When all three control nodes are in Ready state, the control plane setup is complete.

Cluster status after joining more control nodes

Installing Nginx Ingress Controller

Replace k3s's default Traefik with Nginx Ingress Controller:

# Add Nginx Ingress Helm repository
helm repo add ingress-nginx https://kubernetes.github.io/ingress-nginx
helm repo update

# Install Nginx Ingress Controller (may take a while)
helm install ingress-nginx ingress-nginx/ingress-nginx \
--namespace ingress-nginx \
--create-namespace \
--set controller.hostPort.enabled=true \
--set controller.hostPort.ports.http=80 \
--set controller.hostPort.ports.https=443 \
--set controller.service.type=ClusterIP
kubectl get pods -n ingress-nginx
kubectl get svc -n ingress-nginx

Since we enabled hostPort, the Service type will show as ClusterIP and will not automatically allocate external addresses from cloud providers, for example:

NAME                                 TYPE        CLUSTER-IP      EXTERNAL-IP   PORT(S)          AGE
ingress-nginx-controller ClusterIP 10.43.25.32 <none> 80/TCP,443/TCP 1d
ingress-nginx-controller-admission ClusterIP 10.43.184.196 <none> 443/TCP 1d

The ingress entry is actually each control node's public IP, which can be confirmed via kubectl get nodes -o wide or directly from the cloud server panel. You can use this IP when configuring Cloudflare DNS later.

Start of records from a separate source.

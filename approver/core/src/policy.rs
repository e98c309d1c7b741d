use ipnet::IpNet;
use regex::Regex;
use std::{net::IpAddr, time::Duration};
use thiserror::Error;

/// The longest certificate lifetime an operator may allow.
pub const MAX_EXPIRATION_SECONDS_LIMIT: i64 = 367 * 24 * 60 * 60;

/// The most SAN DNS names an operator may allow per request.
pub const MAX_DNS_NAMES_LIMIT: usize = 1000;

pub const DEFAULT_RESOLVE_TIMEOUT: Duration = Duration::from_secs(1);

#[derive(Debug, Error)]
pub enum ConfigError {
    #[error("the provider regex must be specified")]
    EmptyPattern,

    #[error("invalid provider regex: {0}")]
    InvalidPattern(#[from] regex::Error),

    #[error("at least one IP prefix must be specified")]
    NoPrefixes,

    #[error("unable to parse IP prefix {prefix:?}: {source}")]
    InvalidPrefix {
        prefix: String,
        #[source]
        source: ipnet::AddrParseError,
    },

    #[error(
        "the maximum expiration seconds must be between 0 and {max} (367 days), got {0}",
        max = MAX_EXPIRATION_SECONDS_LIMIT
    )]
    MaxExpiration(i64),

    #[error(
        "the number of allowed DNS names must be between 1 and {max}, got {0}",
        max = MAX_DNS_NAMES_LIMIT
    )]
    AllowedDnsNames(usize),
}

/// Unvalidated policy inputs, as supplied by the configuration layer.
#[derive(Clone, Debug)]
pub struct PolicyConfig {
    pub name_pattern: String,
    /// Comma-separated list of CIDR prefixes, e.g. `10.0.0.0/8,fd00::/8`.
    pub ip_prefixes: String,
    pub max_expiration_seconds: i64,
    pub allowed_dns_names: usize,
    pub bypass_dns_resolution: bool,
    pub bypass_hostname_check: bool,
    pub bypass_identity_scope: bool,
    pub resolve_timeout: Duration,
}

/// Immutable validation parameters, compiled once at startup.
#[derive(Clone, Debug)]
pub struct Policy {
    name_pattern: Regex,
    allowed_networks: Vec<IpNet>,
    max_expiration_seconds: i64,
    allowed_dns_names: usize,
    bypass_dns_resolution: bool,
    bypass_hostname_check: bool,
    bypass_identity_scope: bool,
    resolve_timeout: Duration,
}

// === impl PolicyConfig ===

impl Default for PolicyConfig {
    fn default() -> Self {
        Self {
            name_pattern: ".*".to_string(),
            ip_prefixes: "0.0.0.0/0,::/0".to_string(),
            max_expiration_seconds: MAX_EXPIRATION_SECONDS_LIMIT,
            allowed_dns_names: 1,
            bypass_dns_resolution: false,
            bypass_hostname_check: false,
            bypass_identity_scope: false,
            resolve_timeout: DEFAULT_RESOLVE_TIMEOUT,
        }
    }
}

// === impl Policy ===

impl Policy {
    pub fn new(config: PolicyConfig) -> Result<Self, ConfigError> {
        let PolicyConfig {
            name_pattern,
            ip_prefixes,
            max_expiration_seconds,
            allowed_dns_names,
            bypass_dns_resolution,
            bypass_hostname_check,
            bypass_identity_scope,
            resolve_timeout,
        } = config;

        if name_pattern.is_empty() {
            return Err(ConfigError::EmptyPattern);
        }
        // Names must match the pattern in full, regardless of whether the
        // operator anchored it.
        let name_pattern = Regex::new(&format!("^(?:{name_pattern})$"))?;

        let allowed_networks = parse_prefixes(&ip_prefixes)?;

        if !(0..=MAX_EXPIRATION_SECONDS_LIMIT).contains(&max_expiration_seconds) {
            return Err(ConfigError::MaxExpiration(max_expiration_seconds));
        }
        if !(1..=MAX_DNS_NAMES_LIMIT).contains(&allowed_dns_names) {
            return Err(ConfigError::AllowedDnsNames(allowed_dns_names));
        }

        Ok(Self {
            name_pattern,
            allowed_networks,
            max_expiration_seconds,
            allowed_dns_names,
            bypass_dns_resolution,
            bypass_hostname_check,
            bypass_identity_scope,
            resolve_timeout,
        })
    }

    pub fn matches_name(&self, name: &str) -> bool {
        self.name_pattern.is_match(name)
    }

    pub fn allows_ip(&self, addr: &IpAddr) -> bool {
        self.allowed_networks.iter().any(|net| net.contains(addr))
    }

    pub fn allowed_networks(&self) -> &[IpNet] {
        &self.allowed_networks
    }

    pub fn max_expiration_seconds(&self) -> i64 {
        self.max_expiration_seconds
    }

    pub fn allowed_dns_names(&self) -> usize {
        self.allowed_dns_names
    }

    pub fn bypass_dns_resolution(&self) -> bool {
        self.bypass_dns_resolution
    }

    pub fn bypass_hostname_check(&self) -> bool {
        self.bypass_hostname_check
    }

    pub fn bypass_identity_scope(&self) -> bool {
        self.bypass_identity_scope
    }

    pub fn resolve_timeout(&self) -> Duration {
        self.resolve_timeout
    }
}

fn parse_prefixes(s: &str) -> Result<Vec<IpNet>, ConfigError> {
    let nets = s
        .split(',')
        .map(str::trim)
        .filter(|p| !p.is_empty())
        .map(|prefix| {
            prefix
                .parse::<IpNet>()
                .map_err(|source| ConfigError::InvalidPrefix {
                    prefix: prefix.to_string(),
                    source,
                })
        })
        .collect::<Result<Vec<_>, _>>()?;
    if nets.is_empty() {
        return Err(ConfigError::NoPrefixes);
    }
    Ok(nets)
}

#[cfg(test)]
mod tests {
    use super::*;

    fn config() -> PolicyConfig {
        PolicyConfig {
            name_pattern: r"^.+\.cluster\.local$".to_string(),
            ip_prefixes: "10.0.0.0/16, fd00::/8".to_string(),
            ..Default::default()
        }
    }

    #[test]
    fn builds_from_valid_config() {
        let policy = Policy::new(config()).expect("policy must build");
        assert_eq!(policy.allowed_networks().len(), 2);
        assert!(policy.allows_ip(&"10.0.1.5".parse().unwrap()));
        assert!(policy.allows_ip(&"fd00::1".parse().unwrap()));
        assert!(!policy.allows_ip(&"10.1.0.1".parse().unwrap()));
    }

    #[test]
    fn pattern_matches_whole_name() {
        let policy = Policy::new(PolicyConfig {
            name_pattern: r"worker-\d+".to_string(),
            ..Default::default()
        })
        .unwrap();
        assert!(policy.matches_name("worker-1"));
        assert!(!policy.matches_name("worker-1.evil.example"));
        assert!(!policy.matches_name("my-worker-1"));
    }

    #[test]
    fn default_allows_everything() {
        let policy = Policy::new(PolicyConfig::default()).unwrap();
        assert!(policy.matches_name("anything.example.com"));
        assert!(policy.allows_ip(&"203.0.113.9".parse().unwrap()));
        assert!(policy.allows_ip(&"2001:db8::1".parse().unwrap()));
    }

    #[test]
    fn rejects_empty_pattern() {
        let err = Policy::new(PolicyConfig {
            name_pattern: String::new(),
            ..config()
        })
        .unwrap_err();
        assert!(matches!(err, ConfigError::EmptyPattern));
    }

    #[test]
    fn rejects_invalid_pattern() {
        let err = Policy::new(PolicyConfig {
            name_pattern: "(unclosed".to_string(),
            ..config()
        })
        .unwrap_err();
        assert!(matches!(err, ConfigError::InvalidPattern(_)));
    }

    #[test]
    fn rejects_invalid_prefix() {
        let err = Policy::new(PolicyConfig {
            ip_prefixes: "10.0.0.0/8,10.0.0.0/33".to_string(),
            ..config()
        })
        .unwrap_err();
        match err {
            ConfigError::InvalidPrefix { prefix, .. } => assert_eq!(prefix, "10.0.0.0/33"),
            err => panic!("unexpected error: {err}"),
        }
    }

    #[test]
    fn rejects_missing_prefixes() {
        let err = Policy::new(PolicyConfig {
            ip_prefixes: " , ".to_string(),
            ..config()
        })
        .unwrap_err();
        assert!(matches!(err, ConfigError::NoPrefixes));
    }

    #[test]
    fn rejects_out_of_range_bounds() {
        for max in [-1, MAX_EXPIRATION_SECONDS_LIMIT + 1] {
            let err = Policy::new(PolicyConfig {
                max_expiration_seconds: max,
                ..config()
            })
            .unwrap_err();
            assert!(matches!(err, ConfigError::MaxExpiration(m) if m == max));
        }

        for count in [0, MAX_DNS_NAMES_LIMIT + 1] {
            let err = Policy::new(PolicyConfig {
                allowed_dns_names: count,
                ..config()
            })
            .unwrap_err();
            assert!(matches!(err, ConfigError::AllowedDnsNames(c) if c == count));
        }
    }
}
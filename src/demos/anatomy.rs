//! The parts of a closure expression, in one closure:
//!
//! ```text
//! move        || -> Result<i32> { let n = x + y; x = y; y = n; Ok(n) }
//! (capture)  (params) (return type, fallible)  (body)
//! ```
//!
//! `move` copies `x` and `y` in, `let mut` on the binding allows the body to
//! change those copies, and the `Result` return type is how the body reports
//! failure.

use std::io::Write;

use crate::{Error, Result};

/**
 * Stepper over its own copies of `x` and `y`. Each call returns `x + y` and
 * shifts the pair; overflow is an error and leaves the pair unchanged.
 */
pub fn stepper(mut x: i32, mut y: i32) -> impl FnMut() -> Result<i32> {
    move || -> Result<i32> {
        let n = x.checked_add(y).ok_or(Error::Overflow { x, y })?;
        x = y;
        y = n;
        Ok(n)
    }
}

pub fn run<W: Write + ?Sized>(out: &mut W) -> Result<()> {
    let (x, y) = (0, 1);
    let mut next = stepper(x, y);
    for _ in 0..5 {
        write!(out, "{} ", next()?)?;
    }
    writeln!(out)?;
    writeln!(out, "x = {}, y = {}", x, y)?;
    Ok(())
}
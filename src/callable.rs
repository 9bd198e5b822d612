//! Callable objects and closure storage.

use std::{cmp::Ordering, fmt::Debug};

use dyn_clone::DynClone;

/**
 * Unary test over `T`. Implemented by any `Fn(&T) -> bool` closure and by
 * hand-written structs such as `CanDivide`.
 */
pub trait Predicate<T> {
    fn test(&self, x: &T) -> bool;
}

impl<T, F> Predicate<T> for F
where
    F: Fn(&T) -> bool,
{
    fn test(&self, x: &T) -> bool {
        self(x)
    }
}

/**
 * Strict "less than" relation over `T`.
 */
pub trait Comparator<T> {
    fn less(&self, x: &T, y: &T) -> bool;

    /**
     * Total ordering derived from `less`. Pairs where neither side is less compare equal.
     */
    fn ordering(&self, x: &T, y: &T) -> Ordering {
        if self.less(x, y) {
            Ordering::Less
        } else if self.less(y, x) {
            Ordering::Greater
        } else {
            Ordering::Equal
        }
    }
}

impl<T, F> Comparator<T> for F
where
    F: Fn(&T, &T) -> bool,
{
    fn less(&self, x: &T, y: &T) -> bool {
        self(x, y)
    }
}

/// Divisibility test holding its divisor.
#[derive(Debug, Clone, Copy)]
pub struct CanDivide {
    n: i32,
}

impl CanDivide {
    /**
     * Panics if `n` is zero.
     */
    pub fn new(n: i32) -> Self {
        assert!(n != 0, "divisor must be non-zero");
        CanDivide { n }
    }
}

impl Predicate<i32> for CanDivide {
    // If can divide, return true
    fn test(&self, x: &i32) -> bool {
        x % self.n == 0
    }
}

#[derive(Debug, Clone, Copy, Default)]
pub struct AbsLess;

impl Comparator<i32> for AbsLess {
    fn less(&self, x: &i32, y: &i32) -> bool {
        x.unsigned_abs() < y.unsigned_abs()
    }
}

/**
 * First element of `seq` accepted by `pred`, in sequence order.
 */
pub fn find_if<T: Copy>(seq: &[T], pred: impl Predicate<T>) -> Option<T> {
    seq.iter().copied().find(|x| pred.test(x))
}

/**
 * Sorts `seq` in place by `cmp`. Not stable: elements comparing equal end up in any order.
 */
pub fn sort_by_less<T>(seq: &mut [T], cmp: impl Comparator<T>) {
    seq.sort_unstable_by(|x, y| cmp.ordering(x, y));
}

/**
 * Object-safe call interface behind `Function`. Must be clonable so a stored
 * callable can be duplicated.
 */
pub trait Callable<A: ?Sized, R>: DynClone {
    fn call(&self, arg: &A) -> R;
}

impl<A: ?Sized, R, F> Callable<A, R> for F
where
    F: Fn(&A) -> R + Clone,
{
    fn call(&self, arg: &A) -> R {
        self(arg)
    }
}

/**
 * Clonable, type-erased storage for a callable taking `&A` and returning `R`.
 */
pub struct Function<A: ?Sized, R> {
    func: Box<dyn Callable<A, R>>,
}

impl<A: ?Sized, R> Clone for Function<A, R> {
    fn clone(&self) -> Self {
        Self {
            func: dyn_clone::clone_box(&*self.func),
        }
    }
}

impl<A: ?Sized, R> Debug for Function<A, R> {
    fn fmt(&self, f: &mut std::fmt::Formatter<'_>) -> std::fmt::Result {
        f.debug_struct("Function").field("func", &"Callable").finish()
    }
}

impl<A: ?Sized, R> Function<A, R> {
    /**
     * Stores any clonable callable, usually a closure.
     */
    pub fn new(f: impl Callable<A, R> + 'static) -> Self {
        Function { func: Box::new(f) }
    }

    pub fn call(&self, arg: &A) -> R {
        self.func.call(arg)
    }
}

#[cfg(test)]
mod tests {
    use super::{find_if, sort_by_less, AbsLess, CanDivide, Comparator, Function, Predicate};
    use std::cmp::Ordering;

    const INPUT: [i32; 10] = [9, 7, 5, 3, 1, -2, -4, -6, -8, 0];

    #[test]
    fn can_divide_matches_closure() {
        let n = 3;
        let object = CanDivide::new(n);
        let closure = move |x: &i32| x % n == 0;
        for x in INPUT {
            assert_eq!(object.test(&x), closure.test(&x));
        }
    }

    #[test]
    #[should_panic(expected = "divisor must be non-zero")]
    fn can_divide_rejects_zero() {
        CanDivide::new(0);
    }

    #[test]
    fn find_if_returns_first_match() {
        assert_eq!(find_if(&INPUT, CanDivide::new(4)), Some(-4));
        assert_eq!(find_if(&INPUT, CanDivide::new(1)), Some(9));
        assert_eq!(find_if(&INPUT, |x: &i32| *x > 100), None);
        assert_eq!(find_if(&[] as &[i32], CanDivide::new(2)), None);
    }

    #[test]
    fn abs_less_ties_compare_equal() {
        assert!(AbsLess.less(&1, &-2));
        assert!(!AbsLess.less(&-2, &1));
        assert_eq!(AbsLess.ordering(&2, &-2), Ordering::Equal);
        assert_eq!(AbsLess.ordering(&-2, &2), Ordering::Equal);
        assert_eq!(AbsLess.ordering(&i32::MIN, &i32::MAX), Ordering::Greater);
    }

    #[test]
    fn sort_by_less_orders_magnitudes() {
        let mut with_object = INPUT;
        sort_by_less(&mut with_object, AbsLess);
        assert_eq!(with_object, [0, 1, -2, 3, -4, 5, -6, 7, -8, 9]);

        let mut with_closure = [3, -3, 1, -1, 0, 2];
        sort_by_less(&mut with_closure, |x: &i32, y: &i32| x.abs() < y.abs());
        let magnitudes: Vec<i32> = with_closure.iter().map(|x| x.abs()).collect();
        assert_eq!(magnitudes, vec![0, 1, 1, 2, 3, 3]);
    }

    #[test]
    fn stored_function_is_reusable() {
        let polite: Function<str, String> = Function::new(|s: &str| s.to_string() + " SIR ");
        assert_eq!(polite.call("Ben"), "Ben SIR ");
        assert_eq!(polite.call("Ben"), "Ben SIR ");
        assert_eq!(polite.call("Bingshiue"), "Bingshiue SIR ");
    }

    #[test]
    fn cloned_function_keeps_captures() {
        let suffix = String::from("!");
        let shout: Function<str, String> = Function::new(move |s: &str| s.to_uppercase() + &suffix);
        let cloned = shout.clone();
        drop(shout);
        assert_eq!(cloned.call("hi"), "HI!");
        assert_eq!(format!("{:?}", cloned), "Function { func: \"Callable\" }");
    }
}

Nginx Ingress Controller component status screenshot

Installing Longhorn Distributed Storage

Longhorn is a cloud-native distributed block storage system developed by Rancher, providing enterprise-grade features like high availability, backups, and snapshots. Compared to k3s's default local-path-provisioner, Longhorn supports persistent storage across nodes.

Prerequisites Check

Before installing Longhorn, ensure each node has the necessary dependencies. If you want to handle this in batch with Ansible, refer to the example below:

# Execute on each node (via SSH)
# Check and install open-iscsi
apt update
apt install -y open-iscsi nfs-common

# Start and enable on boot
systemctl enable --now iscsid
systemctl status iscsid

If you want to use Ansible for batch installation of dependencies, refer to the following task snippet:

---
- name: Setup K3s nodes with Longhorn dependencies and CrowdSec
hosts: k3s
become: true
vars:
crowdsec_version: "latest"

tasks:
# ============================================
# Longhorn Prerequisites
# ============================================
- name: Install Longhorn required packages
ansible.builtin.apt:
name:
- open-iscsi # iSCSI support for volume mounting
- nfs-common # NFS support for backup target
- util-linux # Provides nsenter and other utilities
- curl # For downloading and API calls
- jq # JSON processing for Longhorn CLI
state: present
update_cache: true
tags: longhorn

- name: Enable and start iscsid service
ansible.builtin.systemd:
name: iscsid
enabled: true
state: started
tags: longhorn

- name: Load iscsi_tcp kernel module
community.general.modprobe:
name: iscsi_tcp
state: present
tags: longhorn

- name: Ensure iscsi_tcp loads on boot
ansible.builtin.lineinfile:
path: /etc/modules-load.d/iscsi.conf
line: iscsi_tcp
create: true
mode: '0644'
tags: longhorn

- name: Check if multipathd is installed
ansible.builtin.command: which multipathd
register: multipathd_check
failed_when: false
changed_when: false
tags: longhorn

- name: Disable multipathd if installed (conflicts with Longhorn)
ansible.builtin.systemd:
name: multipathd
enabled: false
state: stopped
when: multipathd_check.rc == 0
tags: longhorn

Deploying Longhorn

Install Longhorn using Helm:

# Add Longhorn Helm repository
helm repo add longhorn https://charts.longhorn.io
helm repo update

# Install Longhorn (may take a while). Note: to save disk space, only single replica is set here. Adjust according to your needs
helm install longhorn longhorn/longhorn \
--namespace longhorn-system \
--create-namespace \
--set defaultSettings.defaultDataPath="/var/lib/longhorn" \
--set persistence.defaultClass=true \
--set persistence.defaultClassReplicaCount=1

Wait for Longhorn components to start:

# Check Longhorn component status
kubectl get pods -n longhorn-system

# Check StorageClass
kubectl get storageclass

Longhorn storage class list screenshot Longhorn component running status screenshot

Accessing Longhorn UI (Optional)

Longhorn provides a Web UI for managing storage volumes. You can temporarily access it via port forwarding:

# Port forward to local machine
kubectl port-forward -n longhorn-system svc/longhorn-frontend 8081:80

# Access http://localhost:8081 in your browser

After viewing, press Ctrl+C in the terminal to stop port forwarding and avoid continuously occupying the local port.

Joining Agent Nodes

So far, we have built a 3-node highly available control plane. In production environments, we don't want to run actual applications on control-plane nodes (which would consume resources of core components like API Server and etcd).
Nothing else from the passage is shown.